**Work required:** Each record is to be printed exactly as given, down to the last mark.

** Opening Given entries block **

#![allow(dead_code)]

use std::sync::Arc;

use actix_web::body::MessageBody;
use actix_web::dev::{Service, ServiceResponse};
use actix_web::http::{header, StatusCode};
use actix_web::{test, web, App};
use serde_json::{json, Value};

use taskgate::auth::{BcryptHasher, JwtService, TokenService};
use taskgate::clock::SystemClock;
use taskgate::db::Store;
use taskgate::routes;
use taskgate::usecases::{TaskUsecase, UserUsecase};

pub const SECRET: &str = "integration_test_secret";

/// Everything an app instance needs, backed by a fresh in-memory store.
#[derive(Clone)]
pub struct TestState {
    pub store: web::Data<Store>,
    pub users: web::Data<UserUsecase>,
    pub tasks: web::Data<TaskUsecase>,
    pub tokens: Arc<dyn TokenService>,
}

impl TestState {
    pub fn new() -> Self {
        let store = Store::memory();
        let tokens: Arc<dyn TokenService> = Arc::new(JwtService::new(SECRET));
        Self {
            users: web::Data::new(UserUsecase::new(
                store.user_repository(),
                Arc::new(BcryptHasher::new(4)),
                tokens.clone(),
            )),
            tasks: web::Data::new(TaskUsecase::new(
                store.task_repository(),
                Arc::new(SystemClock),
            )),
            store: web::Data::new(store),
            tokens,
        }
    }

    /// Registers the state and every route on an app.
    pub fn configure(&self) -> impl FnOnce(&mut web::ServiceConfig) {
        let state = self.clone();
        move |cfg| {
            cfg.app_data(state.store)
                .app_data(state.users)
                .app_data(state.tasks);
            routes::config(state.tokens)(cfg);
        }
    }
}

pub async fn init_app() -> impl Service<
    actix_http::Request,
    Response = ServiceResponse<impl MessageBody>,
    Error = actix_web::Error,
> {
    test::init_service(App::new().configure(TestState::new().configure())).await
}

/// Sends a JSON request, optionally with a bearer token, and returns status and body.
pub async fn send<S, B>(
    app: &S,
    method: &str,
    uri: &str,
    token: Option<&str>,
    body: Option<Value>,
) -> (StatusCode, Value)
where
    S: Service<actix_http::Request, Response = ServiceResponse<B>, Error = actix_web::Error>,
    B: MessageBody,
{
    let mut req = match method {
        "GET" => test::TestRequest::get(),
        "POST" => test::TestRequest::post(),
        "PUT" => test::TestRequest::put(),
        "DELETE" => test::TestRequest::delete(),
        other => panic!("unsupported method {}", other),
    }
    .uri(uri);

    if let Some(token) = token {
        req = req.insert_header((header::AUTHORIZATION, format!("Bearer {}", token)));
    }
    if let Some(body) = body {
        req = req.set_json(body);
    }

    let resp = test::call_service(app, req.to_request()).await;
    let status = resp.status();
    let bytes = test::read_body(resp).await;
    let value = serde_json::from_slice(&bytes).unwrap_or(Value::Null);
    (status, value)
}

pub async fn register<S, B>(app: &S, username: &str, password: &str) -> (StatusCode, Value)
where
    S: Service<actix_http::Request, Response = ServiceResponse<B>, Error = actix_web::Error>,
    B: MessageBody,
{
    send(
        app,
        "POST",
        "/register",
        None,
        Some(json!({ "username": username, "password": password })),
    )
    .await
}

/// Logs in and returns the token, panicking on failure.
pub async fn login<S, B>(app: &S, username: &str, password: &str) -> String
where
    S: Service<actix_http::Request, Response = ServiceResponse<B>, Error = actix_web::Error>,
    B: MessageBody,
{
    let (status, body) = send(
        app,
        "POST",
        "/login",
        None,
        Some(json!({ "username": username, "password": password })),
    )
    .await;
    assert_eq!(status, StatusCode::OK, "login failed: {}", body);
    body["token"]
        .as_str()
        .expect("login response carries a token")
        .to_string()
}

/// Registers the bootstrap admin and one regular user, returning their tokens.
pub async fn admin_and_user<S, B>(app: &S) -> (String, String)
where
    S: Service<actix_http::Request, Response = ServiceResponse<B>, Error = actix_web::Error>,
    B: MessageBody,
{
    assert_eq!(register(app, "admin", "admin-pw").await.0, StatusCode::CREATED);
    assert_eq!(register(app, "user", "user-pw").await.0, StatusCode::CREATED);
    (
        login(app, "admin", "admin-pw").await,
        login(app, "user", "user-pw").await,
    )
}
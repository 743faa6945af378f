pub mod task;
pub mod user;

pub use task::{parse_task_id, NewTask, Task, TaskInput, TaskStatus};
pub use user::{Credentials, NewUser, PromoteRequest, Role, User};
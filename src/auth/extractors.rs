use actix_web::dev::Payload;
use actix_web::{Error as ActixError, FromRequest, HttpMessage, HttpRequest};
use std::future::{ready, Ready};

use crate::error::AppError;
use crate::models::Role;

/// Identity of the caller, attached to the request by `Authenticate`.
///
/// Lives only as long as the request. Handlers can take it as an argument on any
/// route wrapped by `Authenticate`; elsewhere extraction fails with 401.
#[derive(Debug, Clone, PartialEq, Eq)]
pub struct AuthContext {
    pub username: String,
    pub role: Role,
}

impl FromRequest for AuthContext {
    type Error = ActixError;
    type Future = Ready<Result<Self, Self::Error>>;

    fn from_request(req: &HttpRequest, _payload: &mut Payload) -> Self::Future {
        match req.extensions().get::<AuthContext>().cloned() {
            Some(ctx) => ready(Ok(ctx)),
            None => {
                let err = AppError::Unauthorized("Authorization header is required".to_string());
                ready(Err(err.into()))
            }
        }
    }
}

** Closing Given entries block **

**Answer space:**
#![allow(dead_code)]

use std::sync::Arc;

use actix_web::body::MessageBody;
use actix_web::dev::{Service, ServiceResponse};
use actix_web::http::{header, StatusCode};
use actix_web::{test, web, App};
use serde_json::{json, Value};

use taskgate::auth::{BcryptHasher, JwtService, TokenService};
use taskgate::clock::SystemClock;
use taskgate::db::Store;
use taskgate::routes;
use taskgate::usecases::{TaskUsecase, UserUsecase};

pub const SECRET: &str = "integration_test_secret";

/// Everything an app instance needs, backed by a fresh in-memory store.
#[derive(Clone)]
pub struct TestState {
    pub store: web::Data<Store>,
    pub users: web::Data<UserUsecase>,
    pub tasks: web::Data<TaskUsecase>,
    pub tokens: Arc<dyn TokenService>,
}

impl TestState {
    pub fn new() -> Self {
        let store = Store::memory();
        let tokens: Arc<dyn TokenService> = Arc::new(JwtService::new(SECRET));
        Self {
            users: web::Data::new(UserUsecase::new(
                store.user_repository(),
                Arc::new(BcryptHasher::new(4)),
                tokens.clone(),
            )),
            tasks: web::Data::new(TaskUsecase::new(
                store.task_repository(),
                Arc::new(SystemClock),
            )),
            store: web::Data::new(store),
            tokens,
        }
    }

    /// Registers the state and every route on an app.
    pub fn configure(&self) -> impl FnOnce(&mut web::ServiceConfig) {
        let state = self.clone();
        move |cfg| {
            cfg.app_data(state.store)
                .app_data(state.users)
                .app_data(state.tasks);
            routes::config(state.tokens)(cfg);
        }
    }
}

pub async fn init_app() -> impl Service<
    actix_http::Request,
    Response = ServiceResponse<impl MessageBody>,
    Error = actix_web::Error,
> {
    test::init_service(App::new().configure(TestState::new().configure())).await
}

/// Sends a JSON request, optionally with a bearer token, and returns status and body.
pub async fn send<S, B>(
    app: &S,
    method: &str,
    uri: &str,
    token: Option<&str>,
    body: Option<Value>,
) -> (StatusCode, Value)
where
    S: Service<actix_http::Request, Response = ServiceResponse<B>, Error = actix_web::Error>,
    B: MessageBody,
{
    let mut req = match method {
        "GET" => test::TestRequest::get(),
        "POST" => test::TestRequest::post(),
        "PUT" => test::TestRequest::put(),
        "DELETE" => test::TestRequest::delete(),
        other => panic!("unsupported method {}", other),
    }
    .uri(uri);

    if let Some(token) = token {
        req = req.insert_header((header::AUTHORIZATION, format!("Bearer {}", token)));
    }
    if let Some(body) = body {
        req = req.set_json(body);
    }

    let resp = test::call_service(app, req.to_request()).await;
    let status = resp.status();
    let bytes = test::read_body(resp).await;
    let value = serde_json::from_slice(&bytes).unwrap_or(Value::Null);
    (status, value)
}

pub async fn register<S, B>(app: &S, username: &str, password: &str) -> (StatusCode, Value)
where
    S: Service<actix_http::Request, Response = ServiceResponse<B>, Error = actix_web::Error>,
    B: MessageBody,
{
    send(
        app,
        "POST",
        "/register",
        None,
        Some(json!({ "username": username, "password": password })),
    )
    .await
}

/// Logs in and returns the token, panicking on failure.
pub async fn login<S, B>(app: &S, username: &str, password: &str) -> String
where
    S: Service<actix_http::Request, Response = ServiceResponse<B>, Error = actix_web::Error>,
    B: MessageBody,
{
    let (status, body) = send(
        app,
        "POST",
        "/login",
        None,
        Some(json!({ "username": username, "password": password })),
    )
    .await;
    assert_eq!(status, StatusCode::OK, "login failed: {}", body);
    body["token"]
        .as_str()
        .expect("login response carries a token")
        .to_string()
}

/// Registers the bootstrap admin and one regular user, returning their tokens.
pub async fn admin_and_user<S, B>(app: &S) -> (String, String)
where
    S: Service<actix_http::Request, Response = ServiceResponse<B>, Error = actix_web::Error>,
    B: MessageBody,
{
    assert_eq!(register(app, "admin", "admin-pw").await.0, StatusCode::CREATED);
    assert_eq!(register(app, "user", "user-pw").await.0, StatusCode::CREATED);
    (
        login(app, "admin", "admin-pw").await,
        login(app, "user", "user-pw").await,
    )
}
repository 743faa6945af378f
pub mod task;
pub mod user;

pub use task::{parse_task_id, NewTask, Task, TaskInput, TaskStatus};
pub use user::{Credentials, NewUser, PromoteRequest, Role, User};
filename src/auth/extractors.rs
use actix_web::dev::Payload;
use actix_web::{Error as ActixError, FromRequest, HttpMessage, HttpRequest};
use std::future::{ready, Ready};

use crate::error::AppError;
use crate::models::Role;

/// Identity of the caller, attached to the request by `Authenticate`.
///
/// Lives only as long as the request. Handlers can take it as an argument on any
/// route wrapped by `Authenticate`; elsewhere extraction fails with 401.
#[derive(Debug, Clone, PartialEq, Eq)]
pub struct AuthContext {
    pub username: String,
    pub role: Role,
}

impl FromRequest for AuthContext {
    type Error = ActixError;
    type Future = Ready<Result<Self, Self::Error>>;

    fn from_request(req: &HttpRequest, _payload: &mut Payload) -> Self::Future {
        match req.extensions().get::<AuthContext>().cloned() {
            Some(ctx) => ready(Ok(ctx)),
            None => {
                let err = AppError::Unauthorized("Authorization header is required".to_string());
                ready(Err(err.into()))
            }
        }
    }
}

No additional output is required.